(Data listing)
//! Domain models shared by the services

pub mod file;
pub mod job;
pub mod user;

// Re-export for convenience
pub use file::{ContentRef, FileKind, FileNode, NewFileNode, Parent, Variant};
pub use job::{DEFAULT_THUMBNAIL_SIZES, Job, ThumbnailJob, WelcomeJob};
pub use user::{NewUser, User};
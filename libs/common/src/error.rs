//! Custom error types for the common library
//!
//! This module defines application-specific error types that can be used
//! throughout the application.

use sqlx::Error as SqlxError;
use thiserror::Error;

/// Custom error type for database operations
#[derive(Error, Debug)]
pub enum DatabaseError {
    /// Error occurred during database connection
    #[error("Database connection error: {0}")]
    Connection(#[source] SqlxError),

    /// Error occurred during database query execution
    #[error("Database query error: {0}")]
    Query(#[source] SqlxError),

    /// Error occurred during database migration
    #[error("Database migration error: {0}")]
    Migration(String),

    /// Configuration error
    #[error("Database configuration error: {0}")]
    Configuration(String),
}

/// Type alias for Result with DatabaseError
pub type DatabaseResult<T> = Result<T, DatabaseError>;

/// Error type for repository writes that can collide with existing documents
#[derive(Error, Debug)]
pub enum StoreError {
    /// A unique key is already taken
    #[error("Conflict: {0}")]
    Conflict(String),

    /// The backing store failed
    #[error(transparent)]
    Backend(#[from] anyhow::Error),
}

impl From<SqlxError> for StoreError {
    fn from(err: SqlxError) -> Self {
        match &err {
            SqlxError::Database(db) if db.is_unique_violation() => {
                StoreError::Conflict(db.message().to_string())
            }
            _ => StoreError::Backend(DatabaseError::Query(err).into()),
        }
    }
}
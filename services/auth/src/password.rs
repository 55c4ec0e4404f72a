//! Password digests
//!
//! Argon2 with a random salt per user; digests are stored in PHC string form.

use anyhow::Result;
use argon2::{Argon2, PasswordHash, PasswordHasher, PasswordVerifier, password_hash::SaltString};

/// Hash a password for storage
pub fn hash_password(password: &str) -> Result<String> {
    let salt = SaltString::generate(&mut rand::thread_rng());
    let argon2 = Argon2::default();
    let password_hash = argon2
        .hash_password(password.as_bytes(), &salt)
        .map_err(|e| anyhow::anyhow!("Failed to hash password: {}", e))?
        .to_string();

    Ok(password_hash)
}

/// Verify a password against a stored digest
pub fn verify_password(password: &str, digest: &str) -> Result<bool> {
    let parsed_hash = PasswordHash::new(digest)
        .map_err(|e| anyhow::anyhow!("Failed to parse password hash: {}", e))?;

    let argon2 = Argon2::default();
    let result = argon2.verify_password(password.as_bytes(), &parsed_hash);

    Ok(result.is_ok())
}

/// Run [`hash_password`] on the blocking pool
pub async fn hash_password_blocking(password: String) -> Result<String> {
    tokio::task::spawn_blocking(move || hash_password(&password)).await?
}

/// Run [`verify_password`] on the blocking pool
pub async fn verify_password_blocking(password: String, digest: String) -> Result<bool> {
    tokio::task::spawn_blocking(move || verify_password(&password, &digest)).await?
}
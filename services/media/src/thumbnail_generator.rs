use async_trait::async_trait;
use common::{
    models::{ThumbnailJob, Variant},
    repositories::FileRepository,
    storage::BlobStore,
};
use image::{DynamicImage, GenericImageView, ImageFormat, imageops::FilterType};
use std::io::Cursor;
use std::sync::Arc;
use thiserror::Error;
use tracing::{debug, info};
use uuid::Uuid;

use crate::worker::JobProcessor;

#[derive(Error, Debug)]
pub enum ThumbnailError {
    /// The node is gone, belongs to someone else or has no content
    #[error("File not found: {0}")]
    FileNotFound(Uuid),

    #[error("Original content of {0} is missing")]
    ContentMissing(Uuid),

    #[error("Invalid thumbnail width: {0}")]
    InvalidSize(u32),

    #[error("Image processing failed: {0}")]
    Image(#[from] image::ImageError),

    #[error("Storage failure: {0}")]
    Storage(#[from] anyhow::Error),

    #[error("Image task aborted: {0}")]
    Task(#[from] tokio::task::JoinError),
}

/// Writes resized copies of uploaded images next to the original
#[derive(Clone)]
pub struct ThumbnailGenerator {
    files: Arc<dyn FileRepository>,
    blobs: Arc<dyn BlobStore>,
}

impl ThumbnailGenerator {
    pub fn new(files: Arc<dyn FileRepository>, blobs: Arc<dyn BlobStore>) -> Self {
        Self { files, blobs }
    }

    pub async fn generate_thumbnails(&self, job: &ThumbnailJob) -> Result<(), ThumbnailError> {
        info!("Generating thumbnails for image: {}", job.file_id);

        if let Some(&size) = job.requested_sizes.iter().find(|&&size| size == 0) {
            return Err(ThumbnailError::InvalidSize(size));
        }

        let content = self
            .files
            .find_owned(job.file_id, job.owner_id)
            .await?
            .and_then(|node| node.content)
            .ok_or(ThumbnailError::FileNotFound(job.file_id))?;

        let original = self
            .blobs
            .read(content.as_str())
            .await?
            .ok_or(ThumbnailError::ContentMissing(job.file_id))?;

        let (image, format) = tokio::task::spawn_blocking(move || decode(&original)).await??;
        let image = Arc::new(image);

        for &size in &job.requested_sizes {
            let source = image.clone();
            let bytes =
                tokio::task::spawn_blocking(move || encode(&resize_to_width(&source, size), format))
                    .await??;

            self.blobs
                .write(&content.variant(Variant::Size(size)), &bytes)
                .await?;
            debug!("Wrote {}px thumbnail of {}", size, job.file_id);
        }

        info!(
            "Generated {} thumbnails for image: {}",
            job.requested_sizes.len(),
            job.file_id
        );
        Ok(())
    }
}

#[async_trait]
impl JobProcessor<ThumbnailJob> for ThumbnailGenerator {
    type Error = ThumbnailError;

    async fn process(&self, job: &ThumbnailJob) -> Result<(), ThumbnailError> {
        self.generate_thumbnails(job).await
    }
}

fn decode(bytes: &[u8]) -> Result<(DynamicImage, ImageFormat), image::ImageError> {
    let format = image::guess_format(bytes)?;
    let image = image::load_from_memory_with_format(bytes, format)?;
    Ok((image, format))
}

fn encode(image: &DynamicImage, format: ImageFormat) -> Result<Vec<u8>, image::ImageError> {
    let mut bytes = Cursor::new(Vec::new());
    image.write_to(&mut bytes, format)?;
    Ok(bytes.into_inner())
}

/// Scale to `width`, keeping the aspect ratio
pub fn resize_to_width(image: &DynamicImage, width: u32) -> DynamicImage {
    let (original_width, original_height) = image.dimensions();
    let height = (f64::from(original_height) * f64::from(width) / f64::from(original_width.max(1)))
        .round()
        .max(1.0) as u32;
    image.resize_exact(width, height, FilterType::Lanczos3)
}

#[cfg(test)]
mod tests {
    use super::*;
    use common::{
        models::{ContentRef, FileKind, FileNode, NewFileNode, Parent},
        repositories::MemoryFileRepository,
        storage::LocalBlobStore,
    };
    use image::{Rgb, RgbImage};
    use std::sync::atomic::{AtomicUsize, Ordering};
    use tempfile::TempDir;

    fn png(width: u32, height: u32) -> Vec<u8> {
        let image = DynamicImage::ImageRgb8(RgbImage::from_pixel(width, height, Rgb([200, 30, 90])));
        encode(&image, ImageFormat::Png).unwrap()
    }

    struct Fixture {
        generator: ThumbnailGenerator,
        files: MemoryFileRepository,
        blobs: LocalBlobStore,
        _dir: TempDir,
    }

    fn fixture() -> Fixture {
        let dir = TempDir::new().unwrap();
        let files = MemoryFileRepository::new();
        let blobs = LocalBlobStore::new(dir.path()).unwrap();
        let generator = ThumbnailGenerator::new(Arc::new(files.clone()), Arc::new(blobs.clone()));
        Fixture {
            generator,
            files,
            blobs,
            _dir: dir,
        }
    }

    async fn store_image(f: &Fixture, owner_id: Uuid, bytes: &[u8]) -> FileNode {
        let content = ContentRef::generate();
        f.blobs.write(content.as_str(), bytes).await.unwrap();
        f.files
            .insert(&NewFileNode {
                owner_id,
                name: "cat.png".to_string(),
                kind: FileKind::Image,
                is_public: false,
                parent: Parent::Root,
                content: Some(content),
            })
            .await
            .unwrap()
    }

    #[test]
    fn test_resize_keeps_aspect_ratio() {
        let image = DynamicImage::ImageRgb8(RgbImage::new(1000, 500));
        assert_eq!(resize_to_width(&image, 250).dimensions(), (250, 125));

        let tall = DynamicImage::ImageRgb8(RgbImage::new(3, 7));
        assert_eq!(resize_to_width(&tall, 2).dimensions(), (2, 5));

        let flat = DynamicImage::ImageRgb8(RgbImage::new(1000, 1));
        assert_eq!(resize_to_width(&flat, 100).dimensions(), (100, 1));
    }

    #[tokio::test]
    async fn test_generates_every_requested_size() {
        let f = fixture();
        let owner = Uuid::new_v4();
        let node = store_image(&f, owner, &png(1000, 600)).await;

        let job = ThumbnailJob {
            file_id: node.id,
            owner_id: owner,
            requested_sizes: vec![500, 250, 100],
        };
        f.generator.generate_thumbnails(&job).await.unwrap();

        let content = node.content.unwrap();
        for (size, height) in [(500, 300), (250, 150), (100, 60)] {
            let bytes = f
                .blobs
                .read(&content.variant(Variant::Size(size)))
                .await
                .unwrap()
                .unwrap();
            assert_eq!(image::guess_format(&bytes).unwrap(), ImageFormat::Png);
            let thumbnail = image::load_from_memory(&bytes).unwrap();
            assert_eq!(thumbnail.dimensions(), (size, height));
        }

        // The original is untouched
        let original = f.blobs.read(content.as_str()).await.unwrap().unwrap();
        assert_eq!(image::load_from_memory(&original).unwrap().dimensions(), (1000, 600));
    }

    #[tokio::test]
    async fn test_job_for_foreign_or_missing_file_fails() {
        let f = fixture();
        let owner = Uuid::new_v4();
        let node = store_image(&f, owner, &png(10, 10)).await;

        let foreign = ThumbnailJob {
            file_id: node.id,
            owner_id: Uuid::new_v4(),
            requested_sizes: vec![5],
        };
        assert!(matches!(
            f.generator.generate_thumbnails(&foreign).await,
            Err(ThumbnailError::FileNotFound(_))
        ));

        let missing = ThumbnailJob {
            file_id: Uuid::new_v4(),
            owner_id: owner,
            requested_sizes: vec![5],
        };
        assert!(matches!(
            f.generator.generate_thumbnails(&missing).await,
            Err(ThumbnailError::FileNotFound(_))
        ));
    }

    #[tokio::test]
    async fn test_undecodable_content_writes_nothing() {
        let f = fixture();
        let owner = Uuid::new_v4();
        let node = store_image(&f, owner, b"definitely not an image").await;

        let job = ThumbnailJob {
            file_id: node.id,
            owner_id: owner,
            requested_sizes: vec![500, 250, 100],
        };
        assert!(matches!(
            f.generator.generate_thumbnails(&job).await,
            Err(ThumbnailError::Image(_))
        ));

        let content = node.content.unwrap();
        for size in [500, 250, 100] {
            assert!(!f.blobs.exists(&content.variant(Variant::Size(size))).await.unwrap());
        }
    }

    /// Blob store that refuses every write after the first `allowed`
    struct FailingWrites {
        inner: LocalBlobStore,
        allowed: usize,
        writes: AtomicUsize,
    }

    #[async_trait]
    impl BlobStore for FailingWrites {
        async fn exists(&self, handle: &str) -> anyhow::Result<bool> {
            self.inner.exists(handle).await
        }

        async fn write(&self, handle: &str, bytes: &[u8]) -> anyhow::Result<()> {
            if self.writes.fetch_add(1, Ordering::SeqCst) >= self.allowed {
                anyhow::bail!("disk full");
            }
            self.inner.write(handle, bytes).await
        }

        async fn read(&self, handle: &str) -> anyhow::Result<Option<Vec<u8>>> {
            self.inner.read(handle).await
        }
    }

    #[tokio::test]
    async fn test_sizes_written_before_a_failure_are_kept() {
        let f = fixture();
        let owner = Uuid::new_v4();
        let node = store_image(&f, owner, &png(1000, 600)).await;
        let generator = ThumbnailGenerator::new(
            Arc::new(f.files.clone()),
            Arc::new(FailingWrites {
                inner: f.blobs.clone(),
                allowed: 1,
                writes: AtomicUsize::new(0),
            }),
        );

        let job = ThumbnailJob {
            file_id: node.id,
            owner_id: owner,
            requested_sizes: vec![500, 250, 100],
        };
        assert!(matches!(
            generator.generate_thumbnails(&job).await,
            Err(ThumbnailError::Storage(_))
        ));

        let content = node.content.unwrap();
        assert!(f.blobs.exists(&content.variant(Variant::Size(500))).await.unwrap());
        for size in [250, 100] {
            assert!(!f.blobs.exists(&content.variant(Variant::Size(size))).await.unwrap());
        }
    }

    #[tokio::test]
    async fn test_zero_width_is_rejected() {
        let f = fixture();
        let owner = Uuid::new_v4();
        let node = store_image(&f, owner, &png(10, 10)).await;

        let job = ThumbnailJob {
            file_id: node.id,
            owner_id: owner,
            requested_sizes: vec![5, 0],
        };
        assert!(matches!(
            f.generator.generate_thumbnails(&job).await,
            Err(ThumbnailError::InvalidSize(0))
        ));
    }
}
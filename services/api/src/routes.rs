//! API service routes

use axum::{
    Extension, Json, Router,
    extract::{Path, Query, State},
    http::{StatusCode, header},
    middleware,
    response::IntoResponse,
    routing::{get, put},
};
use base64::{Engine, engine::general_purpose::STANDARD};
use common::models::{FileKind, Parent};
use serde_json::json;
use tracing::info;
use uuid::Uuid;

use crate::{
    AppState,
    error::{ApiError, ApiResult},
    middleware::{AuthUser, auth_middleware, optional_auth_middleware},
    models::{DataQuery, ListQuery, NodeResponse, StatsResponse, StatusResponse, UploadRequest},
};

/// Create the router for the API service
pub fn create_router(state: AppState) -> Router {
    let protected_routes = Router::new()
        .route("/files", get(list_files).post(upload_file))
        .route("/files/:id", get(get_file))
        .route("/files/:id/publish", put(publish_file))
        .route("/files/:id/unpublish", put(unpublish_file))
        .route_layer(middleware::from_fn_with_state(
            state.clone(),
            auth_middleware,
        ));

    let content_routes = Router::new()
        .route("/files/:id/data", get(get_file_data))
        .route_layer(middleware::from_fn_with_state(
            state.clone(),
            optional_auth_middleware,
        ));

    Router::new()
        .route("/health", get(health_check))
        .route("/status", get(get_status))
        .route("/stats", get(get_stats))
        .merge(protected_routes)
        .merge(content_routes)
        .with_state(state)
}

/// Unknown and malformed ids are both "not found"
fn parse_id(raw: &str) -> ApiResult<Uuid> {
    Uuid::parse_str(raw).map_err(|_| ApiError::NotFound)
}

/// Health check endpoint
pub async fn health_check() -> impl IntoResponse {
    Json(json!({
        "status": "ok",
        "service": "api-service"
    }))
}

/// Liveness of the cache and the database
pub async fn get_status(State(state): State<AppState>) -> impl IntoResponse {
    let redis = state.sessions.health_check().await.unwrap_or(false);
    let db = state
        .user_repository
        .health_check()
        .await
        .unwrap_or(false);

    Json(StatusResponse { redis, db })
}

/// Number of users and files
pub async fn get_stats(State(state): State<AppState>) -> ApiResult<impl IntoResponse> {
    let users = state.user_repository.count().await?;
    let files = state.tree.node_count().await?;

    Ok(Json(StatsResponse { users, files }))
}

/// Upload a folder, file or image
pub async fn upload_file(
    State(state): State<AppState>,
    Extension(user): Extension<AuthUser>,
    Json(payload): Json<UploadRequest>,
) -> ApiResult<impl IntoResponse> {
    let name = payload
        .name
        .filter(|name| !name.trim().is_empty())
        .ok_or_else(|| ApiError::BadRequest("Missing name".to_string()))?;

    let kind = payload
        .kind
        .and_then(|kind| kind.parse::<FileKind>().ok())
        .ok_or_else(|| ApiError::BadRequest("Missing type".to_string()))?;

    let data = match payload.data.filter(|data| !data.trim().is_empty()) {
        Some(data) => Some(data),
        None if kind.has_content() => {
            return Err(ApiError::BadRequest("Missing data".to_string()));
        }
        None => None,
    };

    let parent = match payload.parent_id {
        None => Parent::Root,
        Some(raw) => serde_json::from_value::<Parent>(raw)
            .map_err(|_| ApiError::BadRequest("Parent not found".to_string()))?,
    };
    let is_public = payload.is_public.unwrap_or(false);

    let node = if kind.has_content() {
        let bytes = STANDARD
            .decode(data.unwrap_or_default())
            .map_err(|_| ApiError::BadRequest("Invalid data".to_string()))?;
        state
            .tree
            .create_file(user.id, &name, kind, parent, is_public, &bytes)
            .await?
    } else {
        state
            .tree
            .create_folder(user.id, &name, parent, is_public)
            .await?
    };

    info!("User {} uploaded {} {}", user.id, kind, node.id);
    Ok((StatusCode::CREATED, Json(NodeResponse::from(node))))
}

/// Show one node
pub async fn get_file(
    State(state): State<AppState>,
    Extension(user): Extension<AuthUser>,
    Path(id): Path<String>,
) -> ApiResult<impl IntoResponse> {
    let node = state.tree.get(parse_id(&id)?, user.id).await?;
    Ok(Json(NodeResponse::from(node)))
}

/// List one page of the user's nodes under a parent
pub async fn list_files(
    State(state): State<AppState>,
    Extension(user): Extension<AuthUser>,
    Query(query): Query<ListQuery>,
) -> ApiResult<impl IntoResponse> {
    let parent = match query.parent_id.as_deref() {
        None => Parent::Root,
        Some(raw) => raw
            .parse::<Parent>()
            .map_err(|_| ApiError::BadRequest("Invalid parentId".to_string()))?,
    };
    let page = query
        .page
        .and_then(|page| page.trim().parse::<u64>().ok())
        .unwrap_or(0);

    let nodes = state.tree.list(user.id, parent, page).await?;
    let nodes: Vec<NodeResponse> = nodes.into_iter().map(NodeResponse::from).collect();

    Ok(Json(nodes))
}

/// Make a node public
pub async fn publish_file(
    State(state): State<AppState>,
    Extension(user): Extension<AuthUser>,
    Path(id): Path<String>,
) -> ApiResult<impl IntoResponse> {
    let node = state
        .tree
        .set_visibility(parse_id(&id)?, user.id, true)
        .await?;
    Ok(Json(NodeResponse::from(node)))
}

/// Make a node private
pub async fn unpublish_file(
    State(state): State<AppState>,
    Extension(user): Extension<AuthUser>,
    Path(id): Path<String>,
) -> ApiResult<impl IntoResponse> {
    let node = state
        .tree
        .set_visibility(parse_id(&id)?, user.id, false)
        .await?;
    Ok(Json(NodeResponse::from(node)))
}

/// Download the content of a node, or one of its thumbnails
pub async fn get_file_data(
    State(state): State<AppState>,
    user: Option<Extension<AuthUser>>,
    Path(id): Path<String>,
    Query(query): Query<DataQuery>,
) -> ApiResult<impl IntoResponse> {
    let requester = user.map(|Extension(user)| user.id);
    let variant = state.tree.variant_for(query.size.as_deref());

    let (node, bytes) = state
        .tree
        .read_content(parse_id(&id)?, requester, variant)
        .await?;

    let mime = mime_guess::from_path(&node.name).first_or_octet_stream();
    Ok(([(header::CONTENT_TYPE, mime.to_string())], bytes))
}
//! Custom error types for the API service

use axum::{
    Json,
    http::StatusCode,
    response::{IntoResponse, Response},
};
use serde_json::json;
use thiserror::Error;
use tracing::error;

use crate::file_tree::TreeError;

/// Custom error type for the API service
#[derive(Error, Debug)]
pub enum ApiError {
    /// Missing, unknown or expired session token
    #[error("Unauthorized")]
    Unauthorized,

    /// Bad request with message
    #[error("Bad request: {0}")]
    BadRequest(String),

    /// Absent, or hidden from the requester
    #[error("Not found")]
    NotFound,

    /// Cache, database, storage or queue failure
    #[error("Internal server error: {0}")]
    Infrastructure(#[from] anyhow::Error),
}

impl From<TreeError> for ApiError {
    fn from(err: TreeError) -> Self {
        match err {
            TreeError::NotFound => ApiError::NotFound,
            TreeError::BadRequest(msg) => ApiError::BadRequest(msg),
            TreeError::InvalidParent(msg) => ApiError::BadRequest(msg.to_string()),
            TreeError::Infrastructure(e) => ApiError::Infrastructure(e),
        }
    }
}

impl IntoResponse for ApiError {
    fn into_response(self) -> Response {
        let (status, error_message) = match self {
            ApiError::Unauthorized => (StatusCode::UNAUTHORIZED, "Unauthorized".to_string()),
            ApiError::BadRequest(msg) => (StatusCode::BAD_REQUEST, msg),
            ApiError::NotFound => (StatusCode::NOT_FOUND, "Not found".to_string()),
            ApiError::Infrastructure(e) => {
                error!("Infrastructure failure: {:#}", e);
                (
                    StatusCode::INTERNAL_SERVER_ERROR,
                    "Internal server error".to_string(),
                )
            }
        };

        let body = Json(json!({
            "error": error_message,
        }));

        (status, body).into_response()
    }
}

/// Type alias for API results
pub type ApiResult<T> = Result<T, ApiError>;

(The problem) All lines above holding the word "decode" make up the answer; copy each one.

(Your solution)
        let (image, format) = tokio::task::spawn_blocking(move || decode(&original)).await??;
fn decode(bytes: &[u8]) -> Result<(DynamicImage, ImageFormat), image::ImageError> {
            .decode(data.unwrap_or_default())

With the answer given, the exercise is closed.